Disclaimer: I don't own Teen Titans, nor do I own Harry Potter or any of the characters associated with the two. Teen Titans is © of DC Comics, Harry Potter is © of J.K. Rowling, and Warner Brothers holds © over both of them.

Author's Warning: This is a crossover fic. :Watches people close the window.: Ahem. Those of you who do not like crossovers may leave now. The rest of you, I invite to continue on…

Summary: Trigon has returned, and Voldemort has joined him as a minion. Drawn by strange dreams, Raven must involve herself in the problems of others, including one Harry Potter, who is once again being plagued by strange nightmares. This year at Hogwarts, Harry and his friends are going to be pitted against their most difficult task yet. Destroying a force that even the Dark Lord himself fears won't be easy…

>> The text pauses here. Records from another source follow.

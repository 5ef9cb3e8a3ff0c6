pub mod batch_repo;
pub use batch_repo::BatchRepository;
pub mod transport_repo;
pub use transport_repo::TransportRepository;
pub mod profile_repo;
pub use profile_repo::ProfileRepository;
pub mod registry_repo;
pub use registry_repo::RegistryRepository;
pub mod notification_repo;
pub use notification_repo::NotificationRepository;
pub mod activity_repo;
pub use activity_repo::ActivityRepository;
// src/handlers/registry.rs

use axum::{extract::State, http::StatusCode, response::IntoResponse, Json};
use rust_decimal::Decimal;
use serde::Deserialize;
use utoipa::ToSchema;
use validator::Validate;

use crate::{
    common::error::AppError,
    config::AppState,
    handlers::batches::validate_positive,
    middleware::{
        auth::AuthenticatedUser,
        rbac::{CanRegisterFarm, RequireCapability},
    },
    models::{
        profile::Profile,
        registry::{Farm, UnitOfMeasure, Warehouse},
    },
};

#[utoipa::path(
    get,
    path = "/api/users/me",
    tag = "Users",
    responses(
        (status = 200, description = "Perfil do usuário autenticado", body = Profile),
        (status = 401, description = "Token ausente ou inválido"),
        (status = 403, description = "Perfil não provisionado")
    ),
    security(("api_jwt" = []))
)]
pub async fn get_me(AuthenticatedUser(user): AuthenticatedUser) -> Result<impl IntoResponse, AppError> {
    Ok((StatusCode::OK, Json(user)))
}

#[utoipa::path(
    get,
    path = "/api/warehouses",
    tag = "Registry",
    responses(
        (status = 200, description = "Armazéns ativos", body = Vec<Warehouse>)
    ),
    security(("api_jwt" = []))
)]
pub async fn list_warehouses(
    State(app_state): State<AppState>,
    _user: AuthenticatedUser,
) -> Result<impl IntoResponse, AppError> {
    let warehouses = app_state.admin_service.list_warehouses(true).await?;
    Ok((StatusCode::OK, Json(warehouses)))
}

#[utoipa::path(
    get,
    path = "/api/units",
    tag = "Registry",
    responses(
        (status = 200, description = "Unidades de medida", body = Vec<UnitOfMeasure>)
    ),
    security(("api_jwt" = []))
)]
pub async fn list_units(
    State(app_state): State<AppState>,
    _user: AuthenticatedUser,
) -> Result<impl IntoResponse, AppError> {
    let units = app_state.admin_service.list_units().await?;
    Ok((StatusCode::OK, Json(units)))
}

#[derive(Debug, Deserialize, Validate, ToSchema)]
#[serde(rename_all = "camelCase")]
pub struct RegisterFarmPayload {
    #[validate(length(min = 1, message = "O nome da fazenda é obrigatório."))]
    pub name: String,
    #[validate(length(min = 1, message = "A localização é obrigatória."))]
    pub location: String,
    #[validate(custom(function = "validate_positive"))]
    pub size_hectares: Option<Decimal>,
    #[validate(length(min = 1, message = "O nome do produtor é obrigatório."))]
    pub farmer_name: String,
    pub farmer_phone: Option<String>,
}

#[utoipa::path(
    post,
    path = "/api/farms",
    tag = "Registry",
    request_body = RegisterFarmPayload,
    responses(
        (status = 201, description = "Fazenda cadastrada", body = Farm)
    ),
    security(("api_jwt" = []))
)]
pub async fn register_farm(
    State(app_state): State<AppState>,
    guard: RequireCapability<CanRegisterFarm>,
    Json(payload): Json<RegisterFarmPayload>,
) -> Result<impl IntoResponse, AppError> {
    payload.validate()?;

    let farm = app_state
        .admin_service
        .register_farm(
            guard.profile(),
            &payload.name,
            &payload.location,
            payload.size_hectares,
            &payload.farmer_name,
            payload.farmer_phone.as_deref(),
        )
        .await?;

    Ok((StatusCode::CREATED, Json(farm)))
}

#[utoipa::path(
    get,
    path = "/api/farms",
    tag = "Registry",
    responses(
        (status = 200, description = "Fazendas (agentes veem só as próprias)", body = Vec<Farm>)
    ),
    security(("api_jwt" = []))
)]
pub async fn list_farms(
    State(app_state): State<AppState>,
    AuthenticatedUser(user): AuthenticatedUser,
) -> Result<impl IntoResponse, AppError> {
    let farms = app_state.admin_service.list_farms(&user).await?;
    Ok((StatusCode::OK, Json(farms)))
}
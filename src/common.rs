pub mod db_utils;
pub mod error;
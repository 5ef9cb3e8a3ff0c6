// src/models/batch.rs

use chrono::{DateTime, NaiveDate, Utc};
use rust_decimal::Decimal;
use serde::{Deserialize, Serialize};
use serde_json::Value;
use sqlx::FromRow;
use utoipa::ToSchema;
use uuid::Uuid;

use crate::models::status::BatchStatus;

// --- Lote de colheita ---
// farm_id e field_agent_id são imutáveis depois da criação.
// `notes` é um log só de acréscimo (append-only).
#[derive(Debug, Clone, Serialize, Deserialize, FromRow, ToSchema)]
#[serde(rename_all = "camelCase")]
pub struct CropBatch {
    pub id: Uuid,
    #[schema(example = "CB-20261019-4F2A1C")]
    pub batch_code: String,
    #[schema(example = "Milho")]
    pub crop_type: String,
    pub variety: Option<String>,
    #[schema(example = "1200.5")]
    pub quantity: Decimal,
    #[schema(example = "kg")]
    pub unit: String,
    pub status: BatchStatus,
    pub planting_date: NaiveDate,
    pub expected_harvest_date: Option<NaiveDate>,
    pub actual_harvest_date: Option<NaiveDate>,
    pub notes: Option<String>,
    pub warehouse_id: Option<Uuid>,
    pub farm_id: Uuid,
    pub field_agent_id: Uuid,
    pub received_quantity: Option<Decimal>,
    #[schema(example = "A1")]
    pub storage_location: Option<String>,
    #[schema(example = "A")]
    pub quality_grade: Option<String>,
    #[schema(value_type = Option<Object>)]
    pub approval_data: Option<Value>,
    pub created_at: DateTime<Utc>,
    pub updated_at: DateTime<Utc>,
}

/// Campos "laterais" que uma transição pode tocar além do status.
/// Qualquer coisa fora desta struct permanece intocada no UPDATE.
#[derive(Debug, Clone, Default, PartialEq)]
pub struct BatchChanges {
    // Acrescentado ao final de `notes`, nunca sobrescreve
    pub append_note: Option<String>,
    pub quantity: Option<Decimal>,
    pub received_quantity: Option<Decimal>,
    pub storage_location: Option<String>,
    pub quality_grade: Option<String>,
    pub approval_data: Option<Value>,
    pub warehouse_id: Option<Uuid>,
    pub actual_harvest_date: Option<NaiveDate>,
}

#[derive(Debug, Clone)]
pub struct NewCropBatch {
    pub batch_code: String,
    pub crop_type: String,
    pub variety: Option<String>,
    pub quantity: Decimal,
    pub unit: String,
    pub planting_date: NaiveDate,
    pub expected_harvest_date: Option<NaiveDate>,
    pub notes: Option<String>,
    pub farm_id: Uuid,
    pub field_agent_id: Uuid,
}

/// Resposta padrão das ações de transição: `{ message, batch }`.
#[derive(Debug, Serialize, ToSchema)]
#[serde(rename_all = "camelCase")]
pub struct TransitionResponse {
    #[schema(example = "Lote movido para PACKAGING.")]
    pub message: String,
    pub batch: CropBatch,
}

#[derive(Debug, Serialize, ToSchema)]
#[serde(rename_all = "camelCase")]
pub struct AllowedTransitions {
    pub current: BatchStatus,
    pub next: Vec<BatchStatus>,
}

#[cfg(test)]
pub(crate) mod fixtures {
    use super::*;

    pub fn batch(status: BatchStatus, warehouse_id: Option<Uuid>) -> CropBatch {
        let now = Utc::now();
        CropBatch {
            id: Uuid::new_v4(),
            batch_code: "CB-20261019-000001".into(),
            crop_type: "Milho".into(),
            variety: Some("BR 106".into()),
            quantity: Decimal::new(1000, 0),
            unit: "kg".into(),
            status,
            planting_date: NaiveDate::from_ymd_opt(2026, 3, 1).unwrap(),
            expected_harvest_date: NaiveDate::from_ymd_opt(2026, 7, 1),
            actual_harvest_date: None,
            notes: None,
            warehouse_id,
            farm_id: Uuid::new_v4(),
            field_agent_id: Uuid::new_v4(),
            received_quantity: None,
            storage_location: None,
            quality_grade: None,
            approval_data: None,
            created_at: now,
            updated_at: now,
        }
    }
}
// src/db/activity_repo.rs

use sqlx::PgPool;
use uuid::Uuid;

use crate::{
    common::error::AppError,
    models::activity::{ActivityLog, NewActivityLog},
};

#[derive(Clone)]
pub struct ActivityRepository {
    pool: PgPool,
}

impl ActivityRepository {
    pub fn new(pool: PgPool) -> Self {
        Self { pool }
    }

    pub async fn append(&self, entry: &NewActivityLog) -> Result<ActivityLog, AppError> {
        let log = sqlx::query_as::<_, ActivityLog>(
            r#"
            INSERT INTO activity_logs (user_id, action, entity_type, entity_id, details)
            VALUES ($1, $2, $3, $4, $5)
            RETURNING *
            "#,
        )
        .bind(entry.user_id)
        .bind(&entry.action)
        .bind(entry.entity_type)
        .bind(entry.entity_id)
        .bind(entry.details.clone())
        .fetch_one(&self.pool)
        .await?;
        Ok(log)
    }

    pub async fn list(
        &self,
        entity_type: Option<&str>,
        entity_id: Option<Uuid>,
        limit: i64,
    ) -> Result<Vec<ActivityLog>, AppError> {
        let logs = sqlx::query_as::<_, ActivityLog>(
            r#"
            SELECT * FROM activity_logs
            WHERE ($1::text IS NULL OR entity_type = $1)
              AND ($2::uuid IS NULL OR entity_id = $2)
            ORDER BY created_at DESC
            LIMIT $3
            "#,
        )
        .bind(entity_type)
        .bind(entity_id)
        .bind(limit)
        .fetch_all(&self.pool)
        .await?;
        Ok(logs)
    }
}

Harry Potter and the Demon's Wrath, or; Year Seven and Negative One-Fourth

Chapter 28 – Interrogation

"Raven and Malfoy aren't here," Harry observed, gaze taking in the greenhouse and students around him as he tried to clip the dead branch from the fairy rose he was pruning. Hermione jabbed him in the side with her finger, tugging the pruning shears from his hand just before he clipped one of the plant's thorny buds instead.

"If you want to get into the Auror's program, you'll pay a little more attention to your assignments and less to what other people may-or-may-not be doing," she chided, handing the shears back to him.

"Knows he's got you for that, doesn't he?" Ron asked, removing a branch from his own bush and throwing it into the pile in the middle of the table.

"Yes, well, he won't have me when he writes his N.E.W.T.s, and I definitely won't be there for the Auror aptitude tests," Hermione replied. Harry glanced at her bush, shimmering with happiness at how well it had been pruned. Neville's looked similar. Harry's own didn't look much perkier than it had when the class started.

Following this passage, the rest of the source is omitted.